[Dataset extract Boundary: Start]

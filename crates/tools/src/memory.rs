//! Memory tools: save and retrieve notes across tasks.
//!
//! Three kinds of memory are kept:
//! - `short_term`: lives only as long as the process
//! - `project_long_term`: JSON lines under the project directory
//! - `global_long_term`: JSON lines under the user's config directory
//!
//! Long-term stores are append-only files with one JSON-encoded
//! [`MemoryEntry`] per line. Corrupted lines are skipped with a warning.

use async_trait::async_trait;
use chrono::{DateTime, Utc};
use serde::{Deserialize, Serialize};
use std::collections::{BTreeMap, BTreeSet};
use std::path::{Path, PathBuf};
use std::sync::Arc;
use tokio::io::AsyncWriteExt;
use tokio::sync::RwLock;
use tracing::{debug, warn};
use turnstile_core::error::ToolError;
use turnstile_core::tool::{Tool, ToolOutput};
use uuid::Uuid;

#[derive(Debug, Clone, Copy, PartialEq, Eq, PartialOrd, Ord, Hash, Serialize, Deserialize)]
#[serde(rename_all = "snake_case")]
pub enum MemoryType {
    ShortTerm,
    ProjectLongTerm,
    GlobalLongTerm,
}

impl MemoryType {
    pub const ALL: [MemoryType; 3] = [
        MemoryType::ProjectLongTerm,
        MemoryType::GlobalLongTerm,
        MemoryType::ShortTerm,
    ];

    pub fn as_str(self) -> &'static str {
        match self {
            MemoryType::ShortTerm => "short_term",
            MemoryType::ProjectLongTerm => "project_long_term",
            MemoryType::GlobalLongTerm => "global_long_term",
        }
    }

    pub fn parse(s: &str) -> Option<Self> {
        match s {
            "short_term" => Some(MemoryType::ShortTerm),
            "project_long_term" => Some(MemoryType::ProjectLongTerm),
            "global_long_term" => Some(MemoryType::GlobalLongTerm),
            _ => None,
        }
    }
}

impl std::fmt::Display for MemoryType {
    fn fmt(&self, f: &mut std::fmt::Formatter<'_>) -> std::fmt::Result {
        f.write_str(self.as_str())
    }
}

#[derive(Debug, Clone, PartialEq, Eq, Serialize, Deserialize)]
pub struct MemoryEntry {
    pub id: String,
    #[serde(rename = "type")]
    pub memory_type: MemoryType,
    #[serde(default)]
    pub tags: Vec<String>,
    pub content: String,
    pub created_at: DateTime<Utc>,
}

/// Shared memory store backing both memory tools.
pub struct MemoryStore {
    project_file: PathBuf,
    global_file: PathBuf,
    short_term: RwLock<Vec<MemoryEntry>>,
}

impl MemoryStore {
    /// `project_dir` holds project memories, `global_dir` holds global ones.
    pub fn new(project_dir: impl AsRef<Path>, global_dir: impl AsRef<Path>) -> Self {
        Self {
            project_file: project_dir.as_ref().join("project_long_term.jsonl"),
            global_file: global_dir.as_ref().join("global_long_term.jsonl"),
            short_term: RwLock::new(Vec::new()),
        }
    }

    fn file_for(&self, memory_type: MemoryType) -> Option<&Path> {
        match memory_type {
            MemoryType::ShortTerm => None,
            MemoryType::ProjectLongTerm => Some(&self.project_file),
            MemoryType::GlobalLongTerm => Some(&self.global_file),
        }
    }

    pub async fn save(
        &self,
        memory_type: MemoryType,
        tags: Vec<String>,
        content: impl Into<String>,
    ) -> std::io::Result<MemoryEntry> {
        let entry = MemoryEntry {
            id: Uuid::new_v4().to_string(),
            memory_type,
            tags,
            content: content.into(),
            created_at: Utc::now(),
        };

        match self.file_for(memory_type) {
            None => self.short_term.write().await.push(entry.clone()),
            Some(path) => {
                if let Some(parent) = path.parent() {
                    tokio::fs::create_dir_all(parent).await?;
                }
                let mut line = serde_json::to_string(&entry)?;
                line.push('\n');
                let mut file = tokio::fs::OpenOptions::new()
                    .create(true)
                    .append(true)
                    .open(path)
                    .await?;
                file.write_all(line.as_bytes()).await?;
                file.flush().await?;
            }
        }

        debug!(memory_type = %memory_type, id = %entry.id, "Memory saved");
        Ok(entry)
    }

    async fn load(&self, memory_type: MemoryType) -> Vec<MemoryEntry> {
        let Some(path) = self.file_for(memory_type) else {
            return self.short_term.read().await.clone();
        };
        let content = match tokio::fs::read_to_string(path).await {
            Ok(c) => c,
            Err(_) => return Vec::new(),
        };
        content
            .lines()
            .filter(|line| !line.trim().is_empty())
            .filter_map(|line| match serde_json::from_str::<MemoryEntry>(line) {
                Ok(entry) => Some(entry),
                Err(e) => {
                    warn!(error = %e, path = %path.display(), "Skipping corrupted memory entry");
                    None
                }
            })
            .collect()
    }

    /// Memories of the given types carrying any of `tags` (all when `tags` is
    /// empty), newest first.
    pub async fn retrieve(
        &self,
        types: &[MemoryType],
        tags: &[String],
        limit: Option<usize>,
    ) -> Vec<MemoryEntry> {
        let mut found = Vec::new();
        for memory_type in types {
            found.extend(
                self.load(*memory_type)
                    .await
                    .into_iter()
                    .filter(|e| tags.is_empty() || e.tags.iter().any(|t| tags.contains(t))),
            );
        }
        found.sort_by(|a, b| b.created_at.cmp(&a.created_at));
        if let Some(limit) = limit {
            found.truncate(limit);
        }
        found
    }

    /// Every tag in use, grouped by memory type.
    pub async fn tags(&self) -> BTreeMap<MemoryType, BTreeSet<String>> {
        let mut out = BTreeMap::new();
        for memory_type in MemoryType::ALL {
            let tags: BTreeSet<String> = self
                .load(memory_type)
                .await
                .into_iter()
                .flat_map(|e| e.tags)
                .collect();
            if !tags.is_empty() {
                out.insert(memory_type, tags);
            }
        }
        out
    }
}

fn string_list(value: &serde_json::Value) -> Vec<String> {
    match value {
        serde_json::Value::Array(items) => items
            .iter()
            .filter_map(|v| v.as_str().map(str::to_string))
            .collect(),
        serde_json::Value::String(s) => vec![s.clone()],
        _ => Vec::new(),
    }
}

pub struct SaveMemoryTool {
    store: Arc<MemoryStore>,
}

impl SaveMemoryTool {
    pub fn new(store: Arc<MemoryStore>) -> Self {
        Self { store }
    }
}

#[async_trait]
impl Tool for SaveMemoryTool {
    fn name(&self) -> &str {
        "save_memory"
    }

    fn description(&self) -> &str {
        "Save a piece of information for later retrieval. memory_type is one of project_long_term (facts about this project), global_long_term (general knowledge, user preferences, methods) or short_term (scratch notes for the current task). Tag memories so they can be found again."
    }

    fn parameters_schema(&self) -> serde_json::Value {
        serde_json::json!({
            "type": "object",
            "properties": {
                "memory_type": {
                    "type": "string",
                    "enum": ["project_long_term", "global_long_term", "short_term"],
                    "description": "Where to keep the memory"
                },
                "tags": {
                    "type": "array",
                    "items": { "type": "string" },
                    "description": "Tags used to find the memory later"
                },
                "content": {
                    "type": "string",
                    "description": "What to remember"
                }
            },
            "required": ["memory_type", "content"]
        })
    }

    async fn execute(&self, arguments: serde_json::Value) -> Result<ToolOutput, ToolError> {
        let memory_type = arguments["memory_type"]
            .as_str()
            .and_then(MemoryType::parse)
            .ok_or_else(|| {
                ToolError::InvalidArguments(
                    "'memory_type' must be project_long_term, global_long_term or short_term".into(),
                )
            })?;
        let content = arguments["content"]
            .as_str()
            .filter(|c| !c.trim().is_empty())
            .ok_or_else(|| ToolError::InvalidArguments("Missing 'content' argument".into()))?;
        let tags = string_list(&arguments["tags"]);

        match self.store.save(memory_type, tags, content).await {
            Ok(entry) => Ok(ToolOutput::ok(format!(
                "Saved {} memory {} with tags [{}]",
                entry.memory_type,
                entry.id,
                entry.tags.join(", ")
            ))),
            Err(e) => Err(ToolError::ExecutionFailed {
                tool_name: "save_memory".into(),
                reason: e.to_string(),
            }),
        }
    }
}

pub struct RetrieveMemoryTool {
    store: Arc<MemoryStore>,
}

impl RetrieveMemoryTool {
    pub fn new(store: Arc<MemoryStore>) -> Self {
        Self { store }
    }
}

#[async_trait]
impl Tool for RetrieveMemoryTool {
    fn name(&self) -> &str {
        "retrieve_memory"
    }

    fn description(&self) -> &str {
        "Retrieve saved memories by type, optionally filtered by tags (a memory matches if it has any of the tags). Use 'all' to search every type. Results are newest first."
    }

    fn parameters_schema(&self) -> serde_json::Value {
        serde_json::json!({
            "type": "object",
            "properties": {
                "memory_types": {
                    "type": "array",
                    "items": {
                        "type": "string",
                        "enum": ["project_long_term", "global_long_term", "short_term", "all"]
                    },
                    "description": "Memory types to search"
                },
                "tags": {
                    "type": "array",
                    "items": { "type": "string" },
                    "description": "Only return memories with any of these tags (optional)"
                },
                "limit": {
                    "type": "integer",
                    "minimum": 1,
                    "description": "Maximum number of memories to return (optional)"
                }
            },
            "required": ["memory_types"]
        })
    }

    async fn execute(&self, arguments: serde_json::Value) -> Result<ToolOutput, ToolError> {
        let requested = string_list(&arguments["memory_types"]);
        let types: Vec<MemoryType> = if requested.iter().any(|t| t == "all") {
            MemoryType::ALL.to_vec()
        } else {
            requested
                .iter()
                .map(|t| {
                    MemoryType::parse(t).ok_or_else(|| {
                        ToolError::InvalidArguments(format!("unknown memory type '{t}'"))
                    })
                })
                .collect::<Result<_, _>>()?
        };
        if types.is_empty() {
            return Err(ToolError::InvalidArguments("Missing 'memory_types' argument".into()));
        }

        let tags = string_list(&arguments["tags"]);
        let limit = arguments["limit"].as_u64().map(|l| l as usize);
        let memories = self.store.retrieve(&types, &tags, limit).await;

        let report = serde_json::json!({
            "total_count": memories.len(),
            "memory_types": types,
            "filter_tags": tags,
            "memories": memories,
        });
        let text = serde_json::to_string_pretty(&report).map_err(|e| ToolError::ExecutionFailed {
            tool_name: "retrieve_memory".into(),
            reason: e.to_string(),
        })?;
        Ok(ToolOutput::ok(text))
    }
}
//! Error types for HTTP polling.

/// Errors from a single HTTP probe.
///
/// Every variant except [`Cancelled`](Self::Cancelled) is an ordinary host
/// failure: the poll cycle records it and moves on to the next host.
#[derive(Debug, Clone, PartialEq, Eq, thiserror::Error)]
pub enum ProbeError {
    /// The request did not complete within the configured timeout.
    #[error("Request timed out")]
    Timeout,
    /// Connection refused or failed.
    #[error("Connection error: {0}")]
    Connection(String),
    /// The configured host could not be turned into a URL.
    #[error("Invalid URL: {0}")]
    InvalidUrl(String),
    /// Any other request failure.
    #[error("HTTP request error: {0}")]
    Request(String),
    /// The probe was cancelled; aborts the whole poll cycle.
    #[error("Request was cancelled")]
    Cancelled,
}

impl ProbeError {
    /// Check whether this error is a cancellation signal.
    pub fn is_cancellation(&self) -> bool {
        matches!(self, Self::Cancelled)
    }
}

impl From<reqwest::Error> for ProbeError {
    fn from(err: reqwest::Error) -> Self {
        if err.is_timeout() {
            Self::Timeout
        } else if err.is_connect() {
            Self::Connection(err.to_string())
        } else if err.is_builder() {
            Self::InvalidUrl(err.to_string())
        } else {
            Self::Request(err.to_string())
        }
    }
}

impl From<url::ParseError> for ProbeError {
    fn from(err: url::ParseError) -> Self {
        Self::InvalidUrl(err.to_string())
    }
}

/// Errors from loading or validating HTTP polling configuration.
#[derive(Debug, thiserror::Error)]
pub enum ConfigError {
    /// The configuration text could not be parsed.
    #[error("Failed to parse configuration: {0}")]
    Parse(#[from] toml::de::Error),
    /// No hosts are configured, so every poll would report disconnected.
    #[error("At least one host must be configured")]
    EmptyHosts,
    /// A zero timeout would fail every request.
    #[error("Timeout must be greater than zero")]
    ZeroTimeout,
    /// A zero polling interval would poll in a tight loop.
    #[error("Polling interval must be greater than zero")]
    ZeroPollingInterval,
}

/// A specialized Result type for probe operations.
pub type Result<T> = std::result::Result<T, ProbeError>;
//! HTTP request methods used for probing.

use serde::{Deserialize, Serialize};

/// HTTP request methods.
#[derive(Clone, Copy, Debug, Default, PartialEq, Eq, Hash, Serialize, Deserialize)]
#[serde(rename_all = "UPPERCASE")]
pub enum HttpMethod {
    /// HTTP GET method.
    #[default]
    Get,
    /// HTTP HEAD method.
    Head,
    /// HTTP POST method.
    Post,
    /// HTTP PUT method.
    Put,
    /// HTTP DELETE method.
    Delete,
    /// HTTP PATCH method.
    Patch,
    /// HTTP OPTIONS method.
    Options,
}

impl HttpMethod {
    /// Convert to the `http` crate's method type.
    pub fn to_http(self) -> http::Method {
        match self {
            Self::Get => http::Method::GET,
            Self::Head => http::Method::HEAD,
            Self::Post => http::Method::POST,
            Self::Put => http::Method::PUT,
            Self::Delete => http::Method::DELETE,
            Self::Patch => http::Method::PATCH,
            Self::Options => http::Method::OPTIONS,
        }
    }

    /// The method name as sent on the wire.
    pub fn as_str(self) -> &'static str {
        match self {
            Self::Get => "GET",
            Self::Head => "HEAD",
            Self::Post => "POST",
            Self::Put => "PUT",
            Self::Delete => "DELETE",
            Self::Patch => "PATCH",
            Self::Options => "OPTIONS",
        }
    }
}

impl std::fmt::Display for HttpMethod {
    fn fmt(&self, f: &mut std::fmt::Formatter<'_>) -> std::fmt::Result {
        f.write_str(self.as_str())
    }
}

#[cfg(test)]
mod tests {
    use super::*;

    #[test]
    fn test_default_is_get() {
        assert_eq!(HttpMethod::default(), HttpMethod::Get);
    }

    #[test]
    fn test_matches_http_method() {
        for method in [
            HttpMethod::Get,
            HttpMethod::Head,
            HttpMethod::Post,
            HttpMethod::Put,
            HttpMethod::Delete,
            HttpMethod::Patch,
            HttpMethod::Options,
        ] {
            assert_eq!(method.to_http().as_str(), method.as_str());
            assert_eq!(method.to_string(), method.as_str());
        }
    }
}
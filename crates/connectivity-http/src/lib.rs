//! HTTP polling connectivity for the connectivity monitor.
//!
//! Infers reachability by periodically sending HTTP requests to a list of
//! well-known hosts. The first host answering with a 2xx or 3xx status
//! makes the cycle report connected; if none does, the cycle reports
//! disconnected. Metered networks cannot be detected this way.
//!
//! - [`HttpConnectivity`] builds a ready-to-use [`Connectivity`] monitor
//! - [`HttpProvider`] is the underlying [`ConnectivityProvider`]
//! - [`HttpProbe`] is the seam for sending requests; [`ReqwestProbe`] is the
//!   default implementation
//! - [`HttpConnectivityOptions`] configures hosts, port, method, timeout and
//!   polling interval, and can be loaded from TOML
//!
//! [`Connectivity`]: connectivity_core::Connectivity
//! [`ConnectivityProvider`]: connectivity_core::ConnectivityProvider

mod connectivity;
mod error;
mod method;
pub mod options;
mod poll_result;
mod probe;
mod provider;
mod target;

pub use connectivity::HttpConnectivity;
pub use error::{ConfigError, ProbeError, Result};
pub use method::HttpMethod;
pub use options::{HttpConnectivityOptions, HttpConnectivityOptionsBuilder, PollCallback};
pub use poll_result::PollResult;
pub use probe::{
    HttpProbe, ProbeRequest, ProbeResponse, ReqwestProbe, ReqwestProbeBuilder, ReqwestProbeConfig,
};
pub use provider::HttpProvider;
pub use target::{ProbeTarget, Scheme};
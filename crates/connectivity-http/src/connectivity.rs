//! Constructors for HTTP-polling monitors.

use connectivity_core::Connectivity;
use tokio::runtime::Handle;

use crate::error::Result;
use crate::options::HttpConnectivityOptions;
use crate::probe::{HttpProbe, ReqwestProbe};
use crate::provider::HttpProvider;

/// Factory for [`Connectivity`] monitors backed by HTTP polling.
///
/// # Example
///
/// ```ignore
/// use connectivity_http::{HttpConnectivity, HttpConnectivityOptions};
///
/// let options = HttpConnectivityOptions::builder()
///     .hosts(["example.com"])
///     .polling_interval_ms(30_000)
///     .build();
/// let connectivity = HttpConnectivity::new(options, tokio::runtime::Handle::current())?;
/// println!("{}", connectivity.status().await);
/// ```
#[derive(Debug, Clone, Copy)]
pub struct HttpConnectivity;

impl HttpConnectivity {
    /// Create a monitor probing hosts with a default [`ReqwestProbe`].
    ///
    /// Fails only if the HTTP client cannot be initialized.
    pub fn new(options: HttpConnectivityOptions, runtime: Handle) -> Result<Connectivity> {
        let probe = ReqwestProbe::new()?;
        Ok(Self::with_probe(options, probe, runtime))
    }

    /// Create a monitor sending requests through `probe`.
    pub fn with_probe(
        options: HttpConnectivityOptions,
        probe: impl HttpProbe,
        runtime: Handle,
    ) -> Connectivity {
        let monitor_options = options.options;
        Connectivity::new(HttpProvider::new(options, probe), monitor_options, runtime)
    }
}
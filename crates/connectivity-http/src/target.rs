//! Turning configured hosts into probe URLs.
//!
//! A host may carry an explicit `http://` or `https://` prefix, which wins.
//! Without one, port 443 implies HTTPS and every other port implies HTTP.

use url::Url;

use crate::error::ProbeError;

/// URL scheme used for a probe.
#[derive(Clone, Copy, Debug, PartialEq, Eq, Hash)]
pub enum Scheme {
    /// Plain HTTP.
    Http,
    /// HTTP over TLS.
    Https,
}

impl Scheme {
    /// The scheme name.
    pub fn as_str(self) -> &'static str {
        match self {
            Self::Http => "http",
            Self::Https => "https",
        }
    }

    /// The scheme implied by a port when the host has no prefix.
    pub fn for_port(port: u16) -> Self {
        if port == 443 { Self::Https } else { Self::Http }
    }
}

impl std::fmt::Display for Scheme {
    fn fmt(&self, f: &mut std::fmt::Formatter<'_>) -> std::fmt::Result {
        f.write_str(self.as_str())
    }
}

/// A resolved probe destination.
#[derive(Clone, Debug, PartialEq, Eq)]
pub struct ProbeTarget {
    /// Scheme to connect with.
    pub scheme: Scheme,
    /// Host with any scheme prefix removed. May include a path.
    pub host: String,
    /// Port to connect to.
    pub port: u16,
}

impl ProbeTarget {
    /// Resolve a configured host against the configured port.
    pub fn parse(host: &str, port: u16) -> Self {
        let (scheme, host) = if let Some(rest) = host.strip_prefix("https://") {
            (Scheme::Https, rest)
        } else if let Some(rest) = host.strip_prefix("http://") {
            (Scheme::Http, rest)
        } else {
            (Scheme::for_port(port), host)
        };

        Self {
            scheme,
            host: host.to_string(),
            port,
        }
    }

    /// Build the request URL.
    pub fn url(&self) -> Result<Url, ProbeError> {
        let mut url = Url::parse(&format!("{}://{}", self.scheme, self.host))?;
        url.set_port(Some(self.port))
            .map_err(|()| ProbeError::InvalidUrl(format!("cannot set port on {url}")))?;
        Ok(url)
    }
}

[Dataset extract Boundary: End]

**Exercise prompt**.
Set down exactly the lines from the start of the records to the line with "the project directory". Include that line, and add nothing more.

**Problem solution**.
filename crates/tools/src/memory.rs
//! Memory tools: save and retrieve notes across tasks.
//!
//! Three kinds of memory are kept:
//! - `short_term`: lives only as long as the process
//! - `project_long_term`: JSON lines under the project directory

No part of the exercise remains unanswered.